***** RECORD SET

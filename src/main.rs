//! MirrorClaw CLI
//!
//! Mailbox and tool-group commands run through the same handlers the voice
//! agent uses, so their output matches what a model would see. `chat` runs an
//! interactive provider session on stdin.

use anyhow::{Context, Result};
use clap::{Parser, Subcommand};
use serde_json::{json, Value};
use std::io::Write;
use std::path::PathBuf;
use std::sync::Arc;
use tokio::io::{AsyncBufReadExt, BufReader};
use tracing::{info, warn};
use tracing_subscriber::EnvFilter;

use mirrorclaw::agent::{OutputSink, ProviderSession, SessionSettings, TurnOutcome};
use mirrorclaw::config::Config;
use mirrorclaw::handlers::{MailboxHandlers, McpServer};
use mirrorclaw::mailbox::MailboxStore;
use mirrorclaw::providers::{HttpTransport, ProviderKind};
use mirrorclaw::session::{ContextUsage, ImageAttachment};
use mirrorclaw::tools::ToolGroupRegistry;

/// MirrorClaw CLI
#[derive(Parser, Debug)]
#[command(name = "mirrorclaw")]
#[command(about = "Mailbox and tool orchestration for a local voice agent")]
#[command(version)]
struct Cli {
    /// Enable verbose logging
    #[arg(short, long, action = clap::ArgAction::Count, global = true)]
    verbose: u8,

    /// Emit logs as JSON lines
    #[arg(long, env = "MIRRORCLAW_LOG_JSON", global = true)]
    log_json: bool,

    /// Config file (default: ~/.config/mirrorclaw/config.json)
    #[arg(short, long, global = true)]
    config: Option<PathBuf>,

    #[command(subcommand)]
    command: Commands,
}

#[derive(Subcommand, Debug)]
enum Commands {
    /// Send a message to the mailbox
    Send {
        /// Sender instance id
        instance_id: String,

        /// Message text
        message: String,

        /// Thread to post in
        #[arg(short, long)]
        thread: Option<String>,

        /// Message id being replied to
        #[arg(short, long)]
        reply_to: Option<String>,

        /// Image file to attach
        #[arg(short, long)]
        image: Option<PathBuf>,
    },

    /// Read messages addressed to an instance
    Inbox {
        /// Reader instance id
        instance_id: String,

        /// Maximum messages to show
        #[arg(short, long, default_value_t = 10)]
        limit: u64,

        /// Include messages already read
        #[arg(short, long)]
        all: bool,

        /// Mark shown messages as read
        #[arg(short, long)]
        mark_read: bool,
    },

    /// Wait for a message from a sender
    Listen {
        /// Listener instance id
        instance_id: String,

        /// Sender to wait for
        from: String,

        /// Only match messages in this thread
        #[arg(short, long)]
        thread: Option<String>,

        /// Seconds to wait
        #[arg(short = 'w', long)]
        timeout: Option<u64>,
    },

    /// Instance presence
    #[command(subcommand)]
    Status(StatusCommands),

    /// Tool groups
    #[command(subcommand)]
    Groups(GroupsCommands),

    /// Call a tool with JSON arguments and print the raw result
    Tool {
        /// Tool name
        name: String,

        /// Arguments as a JSON object
        #[arg(default_value = "{}")]
        args: String,
    },

    /// Serve the tools to an MCP client over stdio
    Serve,

    /// Interactive chat with the configured provider
    Chat {
        /// Provider override (ollama, lmstudio, jan, openai, groq, ...)
        #[arg(short, long)]
        provider: Option<String>,

        /// Model override
        #[arg(short, long)]
        model: Option<String>,
    },
}

#[derive(Subcommand, Debug)]
enum StatusCommands {
    /// Record a heartbeat
    Update {
        /// Instance id
        instance_id: String,

        /// Status label
        #[arg(short, long, default_value = "active")]
        status: String,

        /// What the instance is doing
        #[arg(short, long)]
        task: Option<String>,
    },

    /// List known instances
    List,
}

#[derive(Subcommand, Debug)]
enum GroupsCommands {
    /// List groups and their status
    List,

    /// Load a group (and its dependencies)
    Load {
        /// Group name
        group: String,
    },

    /// Unload a group
    Unload {
        /// Group name
        group: String,
    },
}

#[tokio::main]
async fn main() -> Result<()> {
    let cli = Cli::parse();
    init_logging(cli.verbose, cli.log_json);

    let mut config = match &cli.config {
        Some(path) => Config::load_from(path).context("Failed to load config")?,
        None => Config::load().context("Failed to load config")?,
    };
    if cli.config.is_some() {
        config.apply_env_overrides();
    }

    let data_dir = config.data_dir();
    let mailbox = MailboxStore::open(&data_dir, config.mailbox.clone())
        .await
        .with_context(|| format!("Failed to open mailbox in {}", data_dir.display()))?;
    let registry = Arc::new(ToolGroupRegistry::from_config(&config.tools));
    let handlers = Arc::new(MailboxHandlers::new(Arc::new(mailbox), registry.clone()));

    match cli.command {
        Commands::Send {
            instance_id,
            message,
            thread,
            reply_to,
            image,
        } => {
            let mut args = json!({ "instance_id": instance_id, "message": message });
            insert_opt(&mut args, "thread_id", thread);
            insert_opt(&mut args, "reply_to", reply_to);
            insert_opt(
                &mut args,
                "image_path",
                image.map(|p| p.to_string_lossy().into_owned()),
            );
            run_tool(&handlers, "voice_send", args).await
        }
        Commands::Inbox {
            instance_id,
            limit,
            all,
            mark_read,
        } => {
            let args = json!({
                "instance_id": instance_id,
                "limit": limit,
                "include_read": all,
                "mark_as_read": mark_read,
            });
            run_tool(&handlers, "voice_inbox", args).await
        }
        Commands::Listen {
            instance_id,
            from,
            thread,
            timeout,
        } => {
            let mut args = json!({ "instance_id": &instance_id, "from_sender": from });
            insert_opt(&mut args, "thread_id", thread);
            if let Some(secs) = timeout {
                args["timeout_seconds"] = json!(secs);
            }
            tokio::select! {
                result = run_tool(&handlers, "voice_listen", args) => result,
                _ = tokio::signal::ctrl_c() => {
                    let released = handlers.mailbox().lease().release(&instance_id).await;
                    info!(instance = %instance_id, released, "Listen interrupted");
                    Ok(())
                }
            }
        }
        Commands::Status(StatusCommands::Update {
            instance_id,
            status,
            task,
        }) => {
            let mut args = json!({ "action": "update", "instance_id": instance_id, "status": status });
            insert_opt(&mut args, "current_task", task);
            run_tool(&handlers, "voice_status", args).await
        }
        Commands::Status(StatusCommands::List) => {
            run_tool(&handlers, "voice_status", json!({ "action": "list" })).await
        }
        Commands::Groups(GroupsCommands::List) => {
            run_tool(&handlers, "list_tool_groups", json!({})).await
        }
        Commands::Groups(GroupsCommands::Load { group }) => {
            run_tool(&handlers, "load_tools", json!({ "group": group })).await
        }
        Commands::Groups(GroupsCommands::Unload { group }) => {
            run_tool(&handlers, "unload_tools", json!({ "group": group })).await
        }
        Commands::Tool { name, args } => {
            let args: Value = serde_json::from_str(&args).context("Arguments must be JSON")?;
            let response = handlers.call_tool(&name, &args).await;
            println!("{}", serde_json::to_string_pretty(&response)?);
            Ok(())
        }
        Commands::Serve => {
            info!(groups = ?registry.loaded_groups().await, "Serving MCP tools on stdio");
            Arc::new(McpServer::new(handlers)).run_stdio().await?;
            Ok(())
        }
        Commands::Chat { provider, model } => {
            if let Some(provider) = provider {
                config.provider.kind = provider;
            }
            if model.is_some() {
                config.provider.model = model;
            }
            cmd_chat(&config, handlers, registry).await
        }
    }
}

fn init_logging(verbose: u8, json: bool) {
    let level = match verbose {
        0 => "info",
        1 => "debug",
        _ => "trace",
    };
    let filter = EnvFilter::try_from_default_env().unwrap_or_else(|_| EnvFilter::new(level));
    let builder = tracing_subscriber::fmt()
        .with_env_filter(filter)
        .with_writer(std::io::stderr);
    if json {
        builder.json().init();
    } else {
        builder.init();
    }
}

fn insert_opt(args: &mut Value, key: &str, value: Option<String>) {
    if let Some(value) = value {
        args[key] = Value::String(value);
    }
}

async fn run_tool(handlers: &MailboxHandlers, name: &str, args: Value) -> Result<()> {
    let response = handlers.call_tool(name, &args).await;
    let text = response.text_content();
    if response.is_error {
        anyhow::bail!(text);
    }
    println!("{}", text);
    if let Some(image) = response.first_image() {
        println!("[image: {}, {} base64 chars]", image.mime_type, image.data.len());
    }
    Ok(())
}

/// Writes streamed output to the terminal.
struct TerminalSink;

impl OutputSink for TerminalSink {
    fn on_token(&self, text: &str) {
        let mut out = std::io::stdout().lock();
        let _ = out.write_all(text.as_bytes());
        let _ = out.flush();
    }

    fn on_tool_start(&self, name: &str, _args: &Value) {
        eprintln!("\n[tool] {}", name);
    }

    fn on_tool_end(&self, name: &str, success: bool, _summary: &str) {
        if !success {
            eprintln!("[tool] {} failed", name);
        }
    }

    fn on_context_usage(&self, usage: ContextUsage) {
        info!(used = usage.used, limit = usage.limit, "Context usage");
    }

    fn on_notice(&self, text: &str) {
        eprintln!("\n[{}]", text);
    }

    fn on_error(&self, message: &str) {
        eprintln!("\n[error] {}", message);
    }

    fn on_turn_end(&self, outcome: &TurnOutcome) {
        match outcome {
            TurnOutcome::Completed { .. } => println!(),
            TurnOutcome::Cancelled => println!("\n[interrupted]"),
            TurnOutcome::TimedOut => println!("\n[timed out]"),
            TurnOutcome::MaxIterations { .. } | TurnOutcome::Failed { .. } => println!(),
        }
    }
}

async fn cmd_chat(
    config: &Config,
    handlers: Arc<MailboxHandlers>,
    registry: Arc<ToolGroupRegistry>,
) -> Result<()> {
    let settings = SessionSettings::from_config(&config.provider)?;
    let kind: ProviderKind = settings.kind;
    if kind.requires_api_key() && config.provider.api_key.is_none() {
        warn!(provider = %kind, "No API key configured; set MIRRORCLAW_API_KEY");
    }

    let transport = HttpTransport::new(
        kind,
        config.provider.base_url.as_deref(),
        config.provider.api_key.clone(),
    )?;
    println!(
        "Chatting with {} ({}) at {}",
        kind.display_name(),
        settings.model,
        transport.url()
    );
    println!("Commands: /clear, /image <path> <text>, /quit. Ctrl-C interrupts a reply.\n");

    let session = Arc::new(ProviderSession::new(
        settings,
        Arc::new(transport),
        handlers,
        registry,
        Arc::new(TerminalSink),
    ));
    session.start().await;

    let interrupter = {
        let session = session.clone();
        tokio::spawn(async move {
            while tokio::signal::ctrl_c().await.is_ok() {
                session.interrupt();
            }
        })
    };

    let mut lines = BufReader::new(tokio::io::stdin()).lines();
    loop {
        print!("> ");
        std::io::stdout().flush()?;
        let Some(line) = lines.next_line().await? else {
            break;
        };
        let line = line.trim();
        if line.is_empty() {
            continue;
        }

        match line {
            "/quit" | "/exit" => break,
            "/clear" => {
                session.clear().await;
                println!("History cleared.");
                continue;
            }
            _ => {}
        }

        let (text, image) = match line.strip_prefix("/image ") {
            Some(rest) => {
                let (path, text) = rest.split_once(' ').unwrap_or((rest, "What is in this image?"));
                match ImageAttachment::from_path(std::path::Path::new(path)).await {
                    Ok(image) => (text.to_string(), Some(image)),
                    Err(e) => {
                        eprintln!("[error] {}", e);
                        continue;
                    }
                }
            }
            None => (line.to_string(), None),
        };

        session.send_input(&text, image).await?;
    }

    session.stop().await;
    interrupter.abort();
    Ok(())
}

**********

WHAT IS REQUIRED: Give the number of lines in the listing that contain the word "ProviderKind", leaving out all other words.

EXERCISE OUTPUT: 2